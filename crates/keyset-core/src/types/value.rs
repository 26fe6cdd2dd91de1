//! Primitive sort-key values.

use std::cmp::Ordering;

use jiff::Timestamp;
use serde::{Deserialize, Serialize};
use strum::IntoStaticStr;
use uuid::Uuid;

/// A primitive value captured from a record for one sort column.
///
/// Comparisons follow SQL semantics: anything compared with [`Value::Null`]
/// is unknown, integers and floats compare numerically with each other, and
/// values of unrelated kinds do not compare at all.
///
/// The serialized form is externally tagged (`{"int": 5}`, `"null"`) so that a
/// decoded cursor yields exactly the variant that was encoded.
#[derive(Debug, Clone, PartialEq, Serialize, Deserialize, IntoStaticStr)]
#[serde(rename_all = "snake_case")]
#[strum(serialize_all = "snake_case")]
pub enum Value {
    /// SQL `NULL`.
    Null,
    /// Boolean value.
    Bool(bool),
    /// 64-bit signed integer.
    Int(i64),
    /// Double precision float. Must be finite to survive a cursor round-trip.
    Float(f64),
    /// UTF-8 text.
    Text(String),
    /// Point in time, serialized as RFC 3339 with fixed nanosecond precision.
    Timestamp(#[serde(with = "fixed_precision")] Timestamp),
    /// UUID, serialized in hyphenated form.
    Uuid(Uuid),
}

impl Value {
    /// Returns whether this value is SQL `NULL`.
    #[inline]
    pub fn is_null(&self) -> bool {
        matches!(self, Self::Null)
    }

    /// Returns the snake_case name of the value kind.
    #[inline]
    pub fn kind(&self) -> &'static str {
        self.into()
    }

    /// Compares two values the way the storage engine would.
    ///
    /// Returns `None` when either side is `NULL` or the kinds are unrelated.
    pub fn sql_cmp(&self, other: &Self) -> Option<Ordering> {
        match (self, other) {
            (Self::Null, _) | (_, Self::Null) => None,
            (Self::Bool(a), Self::Bool(b)) => Some(a.cmp(b)),
            (Self::Int(a), Self::Int(b)) => Some(a.cmp(b)),
            (Self::Float(a), Self::Float(b)) => a.partial_cmp(b),
            (Self::Int(a), Self::Float(b)) => (*a as f64).partial_cmp(b),
            (Self::Float(a), Self::Int(b)) => a.partial_cmp(&(*b as f64)),
            (Self::Text(a), Self::Text(b)) => Some(a.cmp(b)),
            (Self::Timestamp(a), Self::Timestamp(b)) => Some(a.cmp(b)),
            (Self::Uuid(a), Self::Uuid(b)) => Some(a.cmp(b)),
            _ => None,
        }
    }

    /// Returns the text content if this is a [`Value::Text`].
    pub fn as_text(&self) -> Option<&str> {
        match self {
            Self::Text(text) => Some(text),
            _ => None,
        }
    }

    /// Returns the integer content if this is a [`Value::Int`].
    pub fn as_int(&self) -> Option<i64> {
        match self {
            Self::Int(value) => Some(*value),
            _ => None,
        }
    }
}

impl From<bool> for Value {
    fn from(value: bool) -> Self {
        Self::Bool(value)
    }
}

impl From<i32> for Value {
    fn from(value: i32) -> Self {
        Self::Int(value.into())
    }
}

impl From<i64> for Value {
    fn from(value: i64) -> Self {
        Self::Int(value)
    }
}

impl From<f64> for Value {
    fn from(value: f64) -> Self {
        Self::Float(value)
    }
}

impl From<String> for Value {
    fn from(value: String) -> Self {
        Self::Text(value)
    }
}

impl From<&str> for Value {
    fn from(value: &str) -> Self {
        Self::Text(value.to_owned())
    }
}

impl From<Timestamp> for Value {
    fn from(value: Timestamp) -> Self {
        Self::Timestamp(value)
    }
}

impl From<Uuid> for Value {
    fn from(value: Uuid) -> Self {
        Self::Uuid(value)
    }
}

impl<T: Into<Value>> From<Option<T>> for Value {
    fn from(value: Option<T>) -> Self {
        value.map_or(Self::Null, Into::into)
    }
}

/// Serializes timestamps with a fixed number of fractional digits so that the
/// textual form sorts the same way the instants do.
mod fixed_precision {
    use jiff::Timestamp;
    use serde::{Deserialize, Deserializer, Serializer};

    pub fn serialize<S: Serializer>(
        timestamp: &Timestamp,
        serializer: S,
    ) -> Result<S::Ok, S::Error> {
        serializer.collect_str(&format_args!("{timestamp:.9}"))
    }

    pub fn deserialize<'de, D: Deserializer<'de>>(deserializer: D) -> Result<Timestamp, D::Error> {
        let raw = String::deserialize(deserializer)?;
        raw.parse().map_err(serde::de::Error::custom)
    }
}

#[cfg(test)]
mod tests {
    use super::*;

    #[test]
    fn null_never_compares() {
        assert_eq!(Value::Null.sql_cmp(&Value::Null), None);
        assert_eq!(Value::Int(1).sql_cmp(&Value::Null), None);
    }

    #[test]
    fn numbers_compare_across_kinds() {
        assert_eq!(Value::Int(2).sql_cmp(&Value::Float(2.5)), Some(Ordering::Less));
        assert_eq!(Value::Float(3.0).sql_cmp(&Value::Int(3)), Some(Ordering::Equal));
    }

    #[test]
    fn unrelated_kinds_do_not_compare() {
        assert_eq!(Value::Int(1).sql_cmp(&Value::Text("1".into())), None);
    }

    #[test]
    fn timestamp_uses_fixed_precision() {
        let timestamp: Timestamp = "2024-03-01T10:00:00Z".parse().unwrap();
        let json = serde_json::to_string(&Value::Timestamp(timestamp)).unwrap();
        assert_eq!(json, r#"{"timestamp":"2024-03-01T10:00:00.000000000Z"}"#);

        let decoded: Value = serde_json::from_str(&json).unwrap();
        assert_eq!(decoded, Value::Timestamp(timestamp));
    }

    #[test]
    fn option_maps_to_null() {
        assert_eq!(Value::from(None::<i64>), Value::Null);
        assert_eq!(Value::from(Some("a")), Value::Text("a".into()));
        assert_eq!(Value::Null.kind(), "null");
        assert_eq!(Value::Int(1).kind(), "int");
    }
}
//! Ordered attribute values captured in a cursor.

use std::fmt;

use serde::de::{MapAccess, Visitor};
use serde::ser::SerializeMap;
use serde::{Deserialize, Deserializer, Serialize, Serializer};

use crate::types::Value;

/// Decoded cursor contents: sort-key values keyed by attribute name, in
/// ordering priority.
#[derive(Debug, Clone, Default, PartialEq)]
pub struct CursorValues {
    entries: Vec<(String, Value)>,
}

impl CursorValues {
    /// Creates an empty value map.
    pub fn new() -> Self {
        Self::default()
    }

    /// Appends an entry, replacing the value if the attribute is present.
    pub fn insert(&mut self, attribute: impl Into<String>, value: Value) {
        let attribute = attribute.into();
        match self.entries.iter_mut().find(|(name, _)| *name == attribute) {
            Some((_, existing)) => *existing = value,
            None => self.entries.push((attribute, value)),
        }
    }

    /// Returns the value for an attribute.
    pub fn get(&self, attribute: &str) -> Option<&Value> {
        self.entries
            .iter()
            .find(|(name, _)| name == attribute)
            .map(|(_, value)| value)
    }

    /// Iterates over attribute names in order.
    pub fn attributes(&self) -> impl Iterator<Item = &str> {
        self.entries.iter().map(|(name, _)| name.as_str())
    }

    /// Iterates over entries in order.
    pub fn iter(&self) -> impl Iterator<Item = (&str, &Value)> {
        self.entries.iter().map(|(name, value)| (name.as_str(), value))
    }

    /// Returns the number of entries.
    #[inline]
    pub fn len(&self) -> usize {
        self.entries.len()
    }

    /// Returns whether there are no entries.
    #[inline]
    pub fn is_empty(&self) -> bool {
        self.entries.is_empty()
    }
}

impl<K: Into<String>> FromIterator<(K, Value)> for CursorValues {
    fn from_iter<I: IntoIterator<Item = (K, Value)>>(iter: I) -> Self {
        let mut values = Self::new();
        for (attribute, value) in iter {
            values.insert(attribute, value);
        }
        values
    }
}

impl Serialize for CursorValues {
    fn serialize<S: Serializer>(&self, serializer: S) -> Result<S::Ok, S::Error> {
        let mut map = serializer.serialize_map(Some(self.entries.len()))?;
        for (name, value) in &self.entries {
            map.serialize_entry(name, value)?;
        }
        map.end()
    }
}

impl<'de> Deserialize<'de> for CursorValues {
    fn deserialize<D: Deserializer<'de>>(deserializer: D) -> Result<Self, D::Error> {
        struct OrderedVisitor;

        impl<'de> Visitor<'de> for OrderedVisitor {
            type Value = CursorValues;

            fn expecting(&self, f: &mut fmt::Formatter<'_>) -> fmt::Result {
                f.write_str("a map of sort attribute values")
            }

            fn visit_map<A: MapAccess<'de>>(self, mut access: A) -> Result<Self::Value, A::Error> {
                let mut entries: Vec<(String, Value)> =
                    Vec::with_capacity(access.size_hint().unwrap_or(0));
                while let Some((name, value)) = access.next_entry::<String, Value>()? {
                    if entries.iter().any(|(existing, _)| *existing == name) {
                        return Err(serde::de::Error::custom(format!(
                            "duplicate cursor attribute `{name}`"
                        )));
                    }
                    entries.push((name, value));
                }
                Ok(CursorValues { entries })
            }
        }

        deserializer.deserialize_map(OrderedVisitor)
    }
}

#[cfg(test)]
mod tests {
    use super::*;

    #[test]
    fn preserves_insertion_order() {
        let values: CursorValues = [("title", Value::from("b")), ("id", Value::Int(3))]
            .into_iter()
            .collect();
        let json = serde_json::to_string(&values).unwrap();
        assert_eq!(json, r#"{"title":{"text":"b"},"id":{"int":3}}"#);

        let decoded: CursorValues = serde_json::from_str(&json).unwrap();
        assert_eq!(decoded.attributes().collect::<Vec<_>>(), ["title", "id"]);
    }

    #[test]
    fn rejects_duplicate_attributes() {
        let json = r#"{"id":{"int":1},"id":{"int":2}}"#;
        assert!(serde_json::from_str::<CursorValues>(json).is_err());
    }
}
═══
## Exercise aim
Whenever a line of the listing contains the word "Iterates", it counts; say the total only.

## Task output
2